I am interested in the emergent properties of social behavior, particularly as they relate to disease transmission occurring within the social context.
Documenting the transmission patterns of bacteria within social groups is notoriously difficult. Simply identifying the presence of a particular bacterial species in multiple socially interacting individuals is not a valid indicator of transmission because those bacterial individuals may differ in their genotype. To determine the fine-grain structure of bacteria transmission, it is necessary to differentiate bacterial genotypes. Standard techniques for differentiating bacterial genotypes involve isolating each cell on a culture plate and sequencing it at multiple loci, which is time-consuming, resource-intensive, and impractical at a large scale (Dias et al., 2010). To reduce the time and resource burden of this multi-locus approach, I developed a differentiation method that uses one highly variable E-coli-specific locus that is appropriate for high throughput sequencing. E. coli is a typically harmless resident of the human gut but its temporal and taxonomic ubiquity among mammals (Hartl and Dykhuizen 1984) and ability to spread through physical contact (Caugant et al. 1984) makes it a powerful system in which to study transmission dynamics in a variety of host species.

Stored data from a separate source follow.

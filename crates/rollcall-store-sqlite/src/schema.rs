//! SQL schema for the rollcall SQLite store.
//!
//! Executed once at connection startup. Future migrations will be gated on
//! `PRAGMA user_version`.
//!
//! Dates are stored as `YYYY-MM-DD` and wall-clock times as `HH:MM:SS`, so
//! plain text comparison orders them correctly. Days of the week are stored
//! as ISO numbers (1 = Monday … 7 = Sunday).

/// Full schema DDL; idempotent thanks to `CREATE TABLE IF NOT EXISTS`.
pub const SCHEMA: &str = "
PRAGMA journal_mode = WAL;
PRAGMA foreign_keys = ON;

CREATE TABLE IF NOT EXISTS classes (
    id            INTEGER PRIMARY KEY AUTOINCREMENT,
    name          TEXT    NOT NULL,
    start_date    TEXT    NOT NULL,
    end_date      TEXT    NOT NULL,
    is_active     INTEGER NOT NULL DEFAULT 1,
    semester      TEXT    NOT NULL,
    academic_year TEXT    NOT NULL
);

CREATE TABLE IF NOT EXISTS class_members (
    class_id   INTEGER NOT NULL REFERENCES classes(id) ON DELETE CASCADE,
    student_id INTEGER NOT NULL,
    PRIMARY KEY (class_id, student_id)
);

-- Overlap between slots is checked by the core before writes, not here.
CREATE TABLE IF NOT EXISTS timetable (
    id            INTEGER PRIMARY KEY AUTOINCREMENT,
    course_id     INTEGER NOT NULL,
    teacher_id    INTEGER NOT NULL,
    class_id      INTEGER NOT NULL,
    day_of_week   INTEGER NOT NULL CHECK (day_of_week BETWEEN 1 AND 7),
    start_time    TEXT    NOT NULL,
    end_time      TEXT    NOT NULL,
    semester      TEXT    NOT NULL,
    academic_year TEXT    NOT NULL,
    CHECK (start_time < end_time)
);

-- One row per (student, course, date); re-marking updates in place.
CREATE TABLE IF NOT EXISTS attendance (
    id         INTEGER PRIMARY KEY AUTOINCREMENT,
    student_id INTEGER NOT NULL,
    class_id   INTEGER,
    course_id  INTEGER NOT NULL,
    teacher_id INTEGER NOT NULL,
    date       TEXT    NOT NULL,
    status     TEXT    NOT NULL,   -- 'present' | 'absent' | 'late'
    notes      TEXT,
    created_at TEXT    NOT NULL,   -- RFC 3339 UTC
    updated_at TEXT    NOT NULL,
    UNIQUE (student_id, course_id, date)
);

-- Append-only; no natural key.
CREATE TABLE IF NOT EXISTS grades (
    id            INTEGER PRIMARY KEY AUTOINCREMENT,
    student_id    INTEGER NOT NULL,
    course_id     INTEGER NOT NULL,
    teacher_id    INTEGER NOT NULL,
    grade         TEXT    NOT NULL,
    semester      TEXT    NOT NULL,
    academic_year TEXT    NOT NULL,
    comments      TEXT,
    created_at    TEXT    NOT NULL
);

CREATE INDEX IF NOT EXISTS timetable_day_idx      ON timetable(semester, day_of_week);
CREATE INDEX IF NOT EXISTS timetable_class_idx    ON timetable(class_id);
CREATE INDEX IF NOT EXISTS class_members_student  ON class_members(student_id);
CREATE INDEX IF NOT EXISTS attendance_course_date ON attendance(course_id, date);
CREATE INDEX IF NOT EXISTS grades_student_idx     ON grades(student_id);

PRAGMA user_version = 1;
";
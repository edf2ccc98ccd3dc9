//! Error types for `rollcall-core`.

use thiserror::Error;

#[derive(Debug, Error)]
pub enum Error {
  #[error("no active class for student {student_id}")]
  NoActiveClass { student_id: i64 },

  #[error("student {student_id} belongs to several active classes: {class_ids:?}")]
  MultipleActiveClasses { student_id: i64, class_ids: Vec<i64> },

  #[error("no course scheduled at this time for class {class_id}")]
  NoScheduledClass { class_id: i64 },

  #[error("class {class_id} has overlapping slots at this time: {slot_ids:?}")]
  AmbiguousSlot { class_id: i64, slot_ids: Vec<i64> },

  #[error("schedule conflict with slots {conflicting:?}")]
  ScheduleConflict { conflicting: Vec<i64> },

  #[error("timetable slot not found: {0}")]
  SlotNotFound(i64),

  #[error("class not found: {0}")]
  ClassNotFound(i64),

  #[error("invalid {field}: {reason}")]
  Validation { field: &'static str, reason: String },

  #[error("store error: {0}")]
  Store(#[source] Box<dyn std::error::Error + Send + Sync>),
}

impl Error {
  pub(crate) fn invalid(field: &'static str, reason: impl Into<String>) -> Self {
    Self::Validation { field, reason: reason.into() }
  }

  /// Box a backend error into [`Error::Store`].
  pub fn store<E>(e: E) -> Self
  where
    E: std::error::Error + Send + Sync + 'static,
  {
    Self::Store(Box::new(e))
  }

  /// Whether this error is an operational incident rather than an expected
  /// outcome of the request. Only store failures qualify.
  pub fn is_operational(&self) -> bool { matches!(self, Self::Store(_)) }
}

pub type Result<T, E = Error> = std::result::Result<T, E>;

/// Log a backend failure as an operational incident and box it.
pub(crate) fn store_failure<E>(e: E) -> Error
where
  E: std::error::Error + Send + Sync + 'static,
{
  tracing::error!(error = %e, "store operation failed");
  Error::store(e)
}

#[cfg(test)]
mod tests {
  use super::*;

  #[test]
  fn only_store_errors_are_operational() {
    let io = std::io::Error::other("disk on fire");
    assert!(Error::store(io).is_operational());
    assert!(!Error::NoActiveClass { student_id: 1 }.is_operational());
    assert!(!Error::NoScheduledClass { class_id: 1 }.is_operational());
    assert!(
      !Error::ScheduleConflict { conflicting: vec![4] }.is_operational()
    );
  }

  #[test]
  fn conflict_message_names_slot_ids() {
    let e = Error::ScheduleConflict { conflicting: vec![3, 8] };
    assert_eq!(e.to_string(), "schedule conflict with slots [3, 8]");
  }
}
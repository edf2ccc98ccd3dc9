//! Class groups: cohorts of students with an active date window.

use chrono::NaiveDate;
use serde::{Deserialize, Serialize};

use crate::{
  Error, Result,
  timetable::require_text,
};

/// A persisted class group. Membership is stored separately and queried
/// through [`crate::store::ScheduleStore::class_members`].
#[derive(Debug, Clone, PartialEq, Eq, Serialize, Deserialize)]
pub struct ClassGroup {
  pub id:            i64,
  pub name:          String,
  /// First day of the active window (inclusive).
  pub start_date:    NaiveDate,
  /// Last day of the active window (inclusive).
  pub end_date:      NaiveDate,
  pub is_active:     bool,
  pub semester:      String,
  pub academic_year: String,
}

impl ClassGroup {
  /// Whether the class counts as current on `date`.
  pub fn is_current_on(&self, date: NaiveDate) -> bool {
    self.is_active && self.start_date <= date && date <= self.end_date
  }
}

/// Input to [`crate::store::ScheduleStore::add_class`].
#[derive(Debug, Clone, Serialize, Deserialize)]
pub struct NewClassGroup {
  pub name:          String,
  pub start_date:    NaiveDate,
  pub end_date:      NaiveDate,
  #[serde(default = "default_active")]
  pub is_active:     bool,
  pub semester:      String,
  pub academic_year: String,
}

fn default_active() -> bool { true }

impl NewClassGroup {
  pub fn validate(&self) -> Result<()> {
    require_text("name", &self.name)?;
    if self.start_date > self.end_date {
      return Err(Error::invalid(
        "end_date",
        format!(
          "start_date {} is after end_date {}",
          self.start_date, self.end_date
        ),
      ));
    }
    require_text("semester", &self.semester)?;
    require_text("academic_year", &self.academic_year)?;
    Ok(())
  }
}

/// A class together with its member student ids.
#[derive(Debug, Clone, Serialize, Deserialize)]
pub struct ClassRoster {
  #[serde(flatten)]
  pub class:   ClassGroup,
  pub members: Vec<i64>,
}
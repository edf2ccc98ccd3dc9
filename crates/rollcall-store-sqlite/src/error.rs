//! Error type for `rollcall-store-sqlite`.

use thiserror::Error;

#[derive(Debug, Error)]
pub enum Error {
  #[error("database error: {0}")]
  Database(#[from] tokio_rusqlite::Error),

  #[error("date/time parse error: {0}")]
  DateParse(String),

  /// A stored enum column held a value this build does not know.
  #[error("unknown {column} value: {value:?}")]
  UnknownValue { column: &'static str, value: String },
}

pub type Result<T, E = Error> = std::result::Result<T, E>;
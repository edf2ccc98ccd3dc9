//! [`SqliteStore`]: the SQLite implementation of [`ScheduleStore`].

use std::path::Path;

use chrono::{NaiveDate, Utc};
use rusqlite::OptionalExtension as _;

use rollcall_core::{
  attendance::{AttendanceQuery, AttendanceRecord, AttendanceUpsert},
  class::{ClassGroup, NewClassGroup},
  grade::{GradeQuery, GradeRecord, NewGrade},
  store::ScheduleStore,
  timetable::{NewSlot, SlotQuery, TimetableSlot},
};

use crate::{
  Result,
  encode::{
    ATTENDANCE_COLUMNS, CLASS_COLUMNS, GRADE_COLUMNS, RawAttendance, RawClass, RawGrade,
    RawSlot, SLOT_COLUMNS, encode_date, encode_dt, encode_status, encode_time,
    encode_weekday,
  },
  schema::SCHEMA,
};

// ─── Store ───────────────────────────────────────────────────────────────────

/// A rollcall store backed by a single SQLite file.
///
/// Cloning is cheap: the inner connection is reference-counted.
#[derive(Clone)]
pub struct SqliteStore {
  conn: tokio_rusqlite::Connection,
}

impl SqliteStore {
  /// Open (or create) a store at `path` and run schema initialisation.
  pub async fn open(path: impl AsRef<Path>) -> Result<Self> {
    let conn = tokio_rusqlite::Connection::open(path).await?;
    let store = Self { conn };
    store.init_schema().await?;
    Ok(store)
  }

  /// Open an in-memory store, mostly for tests.
  pub async fn open_in_memory() -> Result<Self> {
    let conn = tokio_rusqlite::Connection::open_in_memory().await?;
    let store = Self { conn };
    store.init_schema().await?;
    Ok(store)
  }

  async fn init_schema(&self) -> Result<()> {
    self
      .conn
      .call(|conn| {
        conn.execute_batch(SCHEMA)?;
        Ok(())
      })
      .await?;
    Ok(())
  }
}

/// Owned, column-encoded copy of a [`NewSlot`] that can move into a
/// connection closure.
struct SlotParams {
  course_id:     i64,
  teacher_id:    i64,
  class_id:      i64,
  day_of_week:   i64,
  start_time:    String,
  end_time:      String,
  semester:      String,
  academic_year: String,
}

impl From<NewSlot> for SlotParams {
  fn from(s: NewSlot) -> Self {
    Self {
      course_id:     s.course_id,
      teacher_id:    s.teacher_id,
      class_id:      s.class_id,
      day_of_week:   encode_weekday(s.day_of_week),
      start_time:    encode_time(s.start_time),
      end_time:      encode_time(s.end_time),
      semester:      s.semester,
      academic_year: s.academic_year,
    }
  }
}

// ─── ScheduleStore impl ──────────────────────────────────────────────────────

impl ScheduleStore for SqliteStore {
  type Error = crate::Error;

  // ── Timetable slots ───────────────────────────────────────────────────────

  async fn insert_slot(&self, slot: NewSlot) -> Result<TimetableSlot> {
    let p = SlotParams::from(slot);

    let raw: RawSlot = self
      .conn
      .call(move |conn| {
        let sql = format!(
          "INSERT INTO timetable (
             course_id, teacher_id, class_id, day_of_week,
             start_time, end_time, semester, academic_year
           ) VALUES (?1, ?2, ?3, ?4, ?5, ?6, ?7, ?8)
           RETURNING {SLOT_COLUMNS}"
        );
        Ok(conn.query_row(
          &sql,
          rusqlite::params![
            p.course_id,
            p.teacher_id,
            p.class_id,
            p.day_of_week,
            p.start_time,
            p.end_time,
            p.semester,
            p.academic_year,
          ],
          RawSlot::from_row,
        )?)
      })
      .await?;

    raw.into_slot()
  }

  async fn update_slot(&self, id: i64, slot: NewSlot) -> Result<Option<TimetableSlot>> {
    let p = SlotParams::from(slot);

    let raw: Option<RawSlot> = self
      .conn
      .call(move |conn| {
        let sql = format!(
          "UPDATE timetable SET
             course_id = ?1, teacher_id = ?2, class_id = ?3, day_of_week = ?4,
             start_time = ?5, end_time = ?6, semester = ?7, academic_year = ?8
           WHERE id = ?9
           RETURNING {SLOT_COLUMNS}"
        );
        Ok(
          conn
            .query_row(
              &sql,
              rusqlite::params![
                p.course_id,
                p.teacher_id,
                p.class_id,
                p.day_of_week,
                p.start_time,
                p.end_time,
                p.semester,
                p.academic_year,
                id,
              ],
              RawSlot::from_row,
            )
            .optional()?,
        )
      })
      .await?;

    raw.map(RawSlot::into_slot).transpose()
  }

  async fn get_slot(&self, id: i64) -> Result<Option<TimetableSlot>> {
    let raw: Option<RawSlot> = self
      .conn
      .call(move |conn| {
        let sql = format!("SELECT {SLOT_COLUMNS} FROM timetable WHERE id = ?1");
        Ok(conn.query_row(&sql, rusqlite::params![id], RawSlot::from_row).optional()?)
      })
      .await?;

    raw.map(RawSlot::into_slot).transpose()
  }

  async fn delete_slot(&self, id: i64) -> Result<bool> {
    let deleted = self
      .conn
      .call(move |conn| {
        Ok(conn.execute("DELETE FROM timetable WHERE id = ?1", rusqlite::params![id])?)
      })
      .await?;
    Ok(deleted > 0)
  }

  async fn find_slots(&self, query: &SlotQuery) -> Result<Vec<TimetableSlot>> {
    let semester      = query.semester.clone();
    let academic_year = query.academic_year.clone();
    let day           = query.day_of_week.map(encode_weekday);
    let class_id      = query.class_id;
    let course_id     = query.course_id;
    let teacher_id    = query.teacher_id;
    let overlap_start = query.overlapping.map(|r| encode_time(r.start));
    let overlap_end   = query.overlapping.map(|r| encode_time(r.end));
    let containing    = query.containing.map(encode_time);
    let exclude_id    = query.exclude_id;

    let raws: Vec<RawSlot> = self
      .conn
      .call(move |conn| {
        // Unset predicates bind NULL and drop out.
        let sql = format!(
          "SELECT {SLOT_COLUMNS} FROM timetable
           WHERE (?1 IS NULL OR semester = ?1)
             AND (?2 IS NULL OR academic_year = ?2)
             AND (?3 IS NULL OR day_of_week = ?3)
             AND (?4 IS NULL OR class_id = ?4)
             AND ((?5 IS NULL AND ?6 IS NULL) OR course_id = ?5 OR teacher_id = ?6)
             AND (?7 IS NULL OR (start_time < ?8 AND end_time > ?7))
             AND (?9 IS NULL OR (start_time <= ?9 AND end_time >= ?9))
             AND (?10 IS NULL OR id != ?10)
           ORDER BY id"
        );
        let mut stmt = conn.prepare(&sql)?;
        let rows = stmt
          .query_map(
            rusqlite::params![
              semester,
              academic_year,
              day,
              class_id,
              course_id,
              teacher_id,
              overlap_start,
              overlap_end,
              containing,
              exclude_id,
            ],
            RawSlot::from_row,
          )?
          .collect::<rusqlite::Result<Vec<_>>>()?;
        Ok(rows)
      })
      .await?;

    raws.into_iter().map(RawSlot::into_slot).collect()
  }

  // ── Class groups ──────────────────────────────────────────────────────────

  async fn add_class(&self, input: NewClassGroup) -> Result<ClassGroup> {
    let name          = input.name.clone();
    let start_str     = encode_date(input.start_date);
    let end_str       = encode_date(input.end_date);
    let is_active     = input.is_active;
    let semester      = input.semester.clone();
    let academic_year = input.academic_year.clone();

    let id = self
      .conn
      .call(move |conn| {
        conn.execute(
          "INSERT INTO classes (name, start_date, end_date, is_active, semester, academic_year)
           VALUES (?1, ?2, ?3, ?4, ?5, ?6)",
          rusqlite::params![name, start_str, end_str, is_active, semester, academic_year],
        )?;
        Ok(conn.last_insert_rowid())
      })
      .await?;

    Ok(ClassGroup {
      id,
      name:          input.name,
      start_date:    input.start_date,
      end_date:      input.end_date,
      is_active:     input.is_active,
      semester:      input.semester,
      academic_year: input.academic_year,
    })
  }

  async fn get_class(&self, id: i64) -> Result<Option<ClassGroup>> {
    let raw: Option<RawClass> = self
      .conn
      .call(move |conn| {
        let sql = format!("SELECT {CLASS_COLUMNS} FROM classes c WHERE c.id = ?1");
        Ok(conn.query_row(&sql, rusqlite::params![id], RawClass::from_row).optional()?)
      })
      .await?;

    raw.map(RawClass::into_class).transpose()
  }

  async fn add_class_member(&self, class_id: i64, student_id: i64) -> Result<()> {
    self
      .conn
      .call(move |conn| {
        conn.execute(
          "INSERT OR IGNORE INTO class_members (class_id, student_id) VALUES (?1, ?2)",
          rusqlite::params![class_id, student_id],
        )?;
        Ok(())
      })
      .await?;
    Ok(())
  }

  async fn class_members(&self, class_id: i64) -> Result<Vec<i64>> {
    let members = self
      .conn
      .call(move |conn| {
        let mut stmt = conn.prepare(
          "SELECT student_id FROM class_members WHERE class_id = ?1 ORDER BY student_id",
        )?;
        let rows = stmt
          .query_map(rusqlite::params![class_id], |row| row.get(0))?
          .collect::<rusqlite::Result<Vec<i64>>>()?;
        Ok(rows)
      })
      .await?;
    Ok(members)
  }

  async fn active_classes_for_student(
    &self,
    student_id: i64,
    date: NaiveDate,
  ) -> Result<Vec<ClassGroup>> {
    let date_str = encode_date(date);

    let raws: Vec<RawClass> = self
      .conn
      .call(move |conn| {
        let sql = format!(
          "SELECT {CLASS_COLUMNS}
           FROM classes c
           JOIN class_members m ON m.class_id = c.id
           WHERE m.student_id = ?1
             AND c.is_active = 1
             AND c.start_date <= ?2
             AND c.end_date   >= ?2
           ORDER BY c.id"
        );
        let mut stmt = conn.prepare(&sql)?;
        let rows = stmt
          .query_map(rusqlite::params![student_id, date_str], RawClass::from_row)?
          .collect::<rusqlite::Result<Vec<_>>>()?;
        Ok(rows)
      })
      .await?;

    raws.into_iter().map(RawClass::into_class).collect()
  }

  // ── Attendance ────────────────────────────────────────────────────────────

  async fn upsert_attendance(&self, input: AttendanceUpsert) -> Result<AttendanceRecord> {
    let date_str   = encode_date(input.date);
    let status_str = encode_status(input.status);
    let now_str    = encode_dt(Utc::now());

    let raw: RawAttendance = self
      .conn
      .call(move |conn| {
        // A single statement: concurrent marks for the same key cannot both
        // insert.
        let sql = format!(
          "INSERT INTO attendance (
             student_id, class_id, course_id, teacher_id,
             date, status, notes, created_at, updated_at
           ) VALUES (?1, ?2, ?3, ?4, ?5, ?6, ?7, ?8, ?8)
           ON CONFLICT (student_id, course_id, date) DO UPDATE SET
             class_id   = COALESCE(excluded.class_id, attendance.class_id),
             teacher_id = excluded.teacher_id,
             status     = excluded.status,
             notes      = COALESCE(excluded.notes, attendance.notes),
             updated_at = excluded.updated_at
           RETURNING {ATTENDANCE_COLUMNS}"
        );
        Ok(conn.query_row(
          &sql,
          rusqlite::params![
            input.student_id,
            input.class_id,
            input.course_id,
            input.teacher_id,
            date_str,
            status_str,
            input.notes,
            now_str,
          ],
          RawAttendance::from_row,
        )?)
      })
      .await?;

    raw.into_record()
  }

  async fn list_attendance(&self, query: &AttendanceQuery) -> Result<Vec<AttendanceRecord>> {
    let student_id = query.student_id;
    let course_id  = query.course_id;
    let from_str   = query.from.map(encode_date);
    let to_str     = query.to.map(encode_date);

    let raws: Vec<RawAttendance> = self
      .conn
      .call(move |conn| {
        let sql = format!(
          "SELECT {ATTENDANCE_COLUMNS} FROM attendance
           WHERE (?1 IS NULL OR student_id = ?1)
             AND (?2 IS NULL OR course_id = ?2)
             AND (?3 IS NULL OR date >= ?3)
             AND (?4 IS NULL OR date <= ?4)
           ORDER BY date, student_id, id"
        );
        let mut stmt = conn.prepare(&sql)?;
        let rows = stmt
          .query_map(
            rusqlite::params![student_id, course_id, from_str, to_str],
            RawAttendance::from_row,
          )?
          .collect::<rusqlite::Result<Vec<_>>>()?;
        Ok(rows)
      })
      .await?;

    raws.into_iter().map(RawAttendance::into_record).collect()
  }

  // ── Grades ────────────────────────────────────────────────────────────────

  async fn insert_grade(&self, input: NewGrade) -> Result<GradeRecord> {
    let now_str = encode_dt(Utc::now());

    let raw: RawGrade = self
      .conn
      .call(move |conn| {
        let sql = format!(
          "INSERT INTO grades (
             student_id, course_id, teacher_id, grade,
             semester, academic_year, comments, created_at
           ) VALUES (?1, ?2, ?3, ?4, ?5, ?6, ?7, ?8)
           RETURNING {GRADE_COLUMNS}"
        );
        Ok(conn.query_row(
          &sql,
          rusqlite::params![
            input.student_id,
            input.course_id,
            input.teacher_id,
            input.grade,
            input.semester,
            input.academic_year,
            input.comments,
            now_str,
          ],
          RawGrade::from_row,
        )?)
      })
      .await?;

    raw.into_grade()
  }

  async fn list_grades(&self, query: &GradeQuery) -> Result<Vec<GradeRecord>> {
    let student_id    = query.student_id;
    let course_id     = query.course_id;
    let semester      = query.semester.clone();
    let academic_year = query.academic_year.clone();

    let raws: Vec<RawGrade> = self
      .conn
      .call(move |conn| {
        let sql = format!(
          "SELECT {GRADE_COLUMNS} FROM grades
           WHERE (?1 IS NULL OR student_id = ?1)
             AND (?2 IS NULL OR course_id = ?2)
             AND (?3 IS NULL OR semester = ?3)
             AND (?4 IS NULL OR academic_year = ?4)
           ORDER BY id"
        );
        let mut stmt = conn.prepare(&sql)?;
        let rows = stmt
          .query_map(
            rusqlite::params![student_id, course_id, semester, academic_year],
            RawGrade::from_row,
          )?
          .collect::<rusqlite::Result<Vec<_>>>()?;
        Ok(rows)
      })
      .await?;

    raws.into_iter().map(RawGrade::into_grade).collect()
  }
}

One-locus differentiation methods can be extremely powerful, as exemplified by the field of microbiome research, which uses a single locus to differentiate species and genera of bacteria. However, current methods cannot differentiate genotypes of a single species, which is the necessary scale at which to study transmission dynamics. The validation work for my newly-developed one-locus method indicates that it operates with high fidelity and reliably recapitulates known structures of bacteria sharing. This method is now being applied to a real mammalian social system for the first time. I have collected social behavior and fecal data over the course of a year from multiple groups of wild ringtailed lemurs in southwestern Madagascar. Analyses are currently underway to understand the relationship between shared E. coli genotypes and patterns of social behavior. Now that the E. coli differentiation method has been validated, I am building collaborations that will allow the application of this method to other mammalian systems to elucidate how a variety of social and environmental variables contribute to transmission dynamics.
This work is being done in collaboration with Drs. Daniel Dykhuizen, Patricia Wright, and Liliana Davalos.
Caugant, D. A., Levin, B. R., Selander, R. K. 1984. Distribution of multilocus genotypes of Escherichia coli within and between host families. Journal of Hygiene-Cambridge 92: 377-384.
Dias, R. C. S., Moreira, B. M. M., Riley, L. W. (2010). Use of fimH single-nucleotide polymorphisms for strain typing of clinical isolates of Escherichia coli for epidemiologic investigation. Journal of Clinical Microbiology 48: 483-488.
Hartl, D. L., Dykhuizen, D. E. (1984). The population genetics of Escherichia coli. Annual Review of Genetics 18: 31–68.